Michael Jordan’s years as a shooting guard for the Washington Wizards have mostly vanished from our collective memory. ESPN’s 10-hour documentary, The Last Dance, ends with his sixth and final championship with the Bulls, as if his tenure with the Wizards never happened. That ESPN series was about a champion, one who pushed—and sometimes punched—his teammates to victory. In that story, Jordan’s commitment and competitiveness were the not-so-secret ingredient to his, and their, success. But the story of Jordan post-Chicago isn’t about winning. It isn’t a fairytale with a storybook ending. In Washington, Jordan’s strengths became his weaknesses. And as a Wizard, the ultimate champion turned his back on his teammates—and they turned their backs on him.
In this special episode of Hang Up and Listen, Joel Anderson tells the story of Michael Jordan’s time with the Washington Wizards. How did Michael Jordan end up in Washington, D.C.? Why couldn’t he make the Wizards into winners? And what does the final chapter of Jordan’s career reveal about him as a player and a person?
To help answer those questions and explore Jordan’s years with the Washington Wizards—first as the team’s president of basketball operations and then a player—Anderson interviewed former Wizards players Brendan Haywood, Jahidi White and Etan Thomas, former Washington Bullets player and broadcaster Phil Chenier, journalists who covered Jordan’s time with the Wizards including, Rachel Nichols, Steve Wyche, Mike Wise, Jack McCallum, former Wizards owner Abe Pollin’s son Robert Pollin and more on this special episode of Slate’s sports podcast Hang Up and Listen.
Steve Wyche, Mike Wise, and Robert Pollin, the son of the Wizards owner Abe Pollin, on Michael Jordan the Wizards executive and Pollin’s decision to fire Jordan:
Mike Wise: “His work ethic as a as a GM was suspect. He was often out of town. He wasn’t the guy working the phones. He was still the head of Michael Jordan Inc. This became a moonlighting gig almost for Michael Jordan.”
Steve Wyche: “Everyone expected that when MJ’s playing tenure was over, he was going to move back into the front office…And within a day or two of Michael’s final game, you really begin to hear like Abe’s gonna let him go. You could sense that Abe…felt disrespected. Because, you know, look, I’m not going to lie: Michael at times treated the organization like it didn’t exist before him.”

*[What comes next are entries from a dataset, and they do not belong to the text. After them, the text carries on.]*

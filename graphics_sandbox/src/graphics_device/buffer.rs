//! Buffer trait and buffer descriptor

/// Buffer usage
#[derive(Debug, Clone, Copy, PartialEq, Eq)]
pub enum BufferUsage {
    /// Vertex buffer
    Vertex,
    /// Index buffer
    Index,
    /// Uniform/constant buffer
    Uniform,
    /// Storage buffer
    Storage,
}

/// Index element type for indexed draws
#[derive(Debug, Clone, Copy, PartialEq, Eq)]
pub enum IndexType {
    /// 16-bit unsigned indices
    U16,
}

/// Descriptor for creating a buffer
#[derive(Debug, Clone)]
pub struct BufferDesc {
    /// Debug name
    pub label: String,
    /// Size in bytes (0 is valid and creates an empty buffer)
    pub size: u64,
    /// Buffer usage
    pub usage: BufferUsage,
    /// Optional initial contents, uploaded at creation time.
    /// Must be exactly `size` bytes long when present.
    pub data: Option<Vec<u8>>,
}

impl BufferDesc {
    /// Descriptor for a buffer initialized from `data`, sized exactly to it
    pub fn with_data(label: impl Into<String>, usage: BufferUsage, data: Vec<u8>) -> Self {
        Self {
            label: label.into(),
            size: data.len() as u64,
            usage,
            data: Some(data),
        }
    }
}

/// Buffer resource trait
///
/// Implemented by backend-specific buffer types.
/// The buffer is destroyed when the last reference is dropped.
pub trait Buffer: Send + Sync {
    /// Debug name given at creation
    fn label(&self) -> &str;

    /// Size in bytes
    fn size(&self) -> u64;
}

Robert Pollin: “Michael felt like he had been promised something. And my father said you never were promised your job back. In fact, it would have been against the league rules to have done that. So, yeah Michael Jordan getting fired is not something that Michael Jordan was used to. So naturally, he was very bitter…You look at what he’s done in Charlotte. I mean, he is not a good team president or owner. He doesn’t know how to build a champion that doesn’t include him. It’s just a fact.”